## [Exercise aim]
I need the number of lines in the data that contain the word "Deserialize", and nothing beyond it.

(Collected data entries)
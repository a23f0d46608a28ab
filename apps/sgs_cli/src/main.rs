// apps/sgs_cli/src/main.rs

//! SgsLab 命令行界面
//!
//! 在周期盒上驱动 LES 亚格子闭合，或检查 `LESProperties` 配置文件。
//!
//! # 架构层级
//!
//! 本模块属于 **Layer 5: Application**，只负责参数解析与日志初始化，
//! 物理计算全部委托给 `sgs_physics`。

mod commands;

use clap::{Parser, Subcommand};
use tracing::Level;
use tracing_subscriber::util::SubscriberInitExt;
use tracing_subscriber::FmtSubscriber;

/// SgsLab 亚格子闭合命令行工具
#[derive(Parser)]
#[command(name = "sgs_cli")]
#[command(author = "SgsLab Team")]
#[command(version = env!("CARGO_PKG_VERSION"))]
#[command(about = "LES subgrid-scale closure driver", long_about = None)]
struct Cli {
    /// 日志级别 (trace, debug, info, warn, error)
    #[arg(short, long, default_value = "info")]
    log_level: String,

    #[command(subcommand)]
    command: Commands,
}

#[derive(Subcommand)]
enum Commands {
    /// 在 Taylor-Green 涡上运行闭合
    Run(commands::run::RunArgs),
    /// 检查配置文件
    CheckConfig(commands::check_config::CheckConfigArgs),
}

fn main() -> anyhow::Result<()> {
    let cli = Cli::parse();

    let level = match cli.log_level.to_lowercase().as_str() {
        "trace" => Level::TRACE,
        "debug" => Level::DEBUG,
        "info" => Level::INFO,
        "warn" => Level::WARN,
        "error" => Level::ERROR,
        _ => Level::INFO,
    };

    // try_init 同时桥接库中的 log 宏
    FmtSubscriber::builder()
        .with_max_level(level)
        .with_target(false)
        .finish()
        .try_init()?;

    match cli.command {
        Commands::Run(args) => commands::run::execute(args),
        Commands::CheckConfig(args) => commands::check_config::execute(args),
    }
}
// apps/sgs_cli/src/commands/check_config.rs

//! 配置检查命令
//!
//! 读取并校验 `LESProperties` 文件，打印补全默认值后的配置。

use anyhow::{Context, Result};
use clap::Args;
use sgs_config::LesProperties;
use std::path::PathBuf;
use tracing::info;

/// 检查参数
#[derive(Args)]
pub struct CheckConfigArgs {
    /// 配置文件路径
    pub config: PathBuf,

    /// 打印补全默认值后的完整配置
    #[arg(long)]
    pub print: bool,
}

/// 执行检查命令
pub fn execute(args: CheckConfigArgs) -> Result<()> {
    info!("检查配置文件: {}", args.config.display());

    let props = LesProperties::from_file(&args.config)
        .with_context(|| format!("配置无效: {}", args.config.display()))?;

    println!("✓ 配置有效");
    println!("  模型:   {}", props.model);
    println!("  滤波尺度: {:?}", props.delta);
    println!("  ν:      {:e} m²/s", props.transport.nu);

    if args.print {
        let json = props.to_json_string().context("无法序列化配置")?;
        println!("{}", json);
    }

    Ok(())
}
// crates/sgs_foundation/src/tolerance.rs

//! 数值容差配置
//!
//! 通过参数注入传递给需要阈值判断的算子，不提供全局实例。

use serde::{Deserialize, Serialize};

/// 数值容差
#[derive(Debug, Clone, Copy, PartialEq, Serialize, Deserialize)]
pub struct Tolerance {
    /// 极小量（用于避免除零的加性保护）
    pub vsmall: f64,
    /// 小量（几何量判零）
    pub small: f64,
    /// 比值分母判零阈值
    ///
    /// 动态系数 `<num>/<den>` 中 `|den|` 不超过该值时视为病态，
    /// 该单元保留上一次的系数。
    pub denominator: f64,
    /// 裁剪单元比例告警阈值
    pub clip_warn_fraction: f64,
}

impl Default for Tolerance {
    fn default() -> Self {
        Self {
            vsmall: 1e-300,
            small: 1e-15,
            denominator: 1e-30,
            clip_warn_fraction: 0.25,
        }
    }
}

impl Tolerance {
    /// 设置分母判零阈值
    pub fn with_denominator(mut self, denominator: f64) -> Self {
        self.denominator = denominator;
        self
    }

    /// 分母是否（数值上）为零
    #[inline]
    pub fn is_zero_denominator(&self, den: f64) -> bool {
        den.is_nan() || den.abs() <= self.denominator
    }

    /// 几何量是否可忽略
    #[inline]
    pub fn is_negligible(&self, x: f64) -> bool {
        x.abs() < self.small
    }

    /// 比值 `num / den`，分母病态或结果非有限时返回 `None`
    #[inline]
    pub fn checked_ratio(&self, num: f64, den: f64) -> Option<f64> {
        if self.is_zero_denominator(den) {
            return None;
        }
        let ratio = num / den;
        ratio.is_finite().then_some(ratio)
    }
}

## [Written solution]
2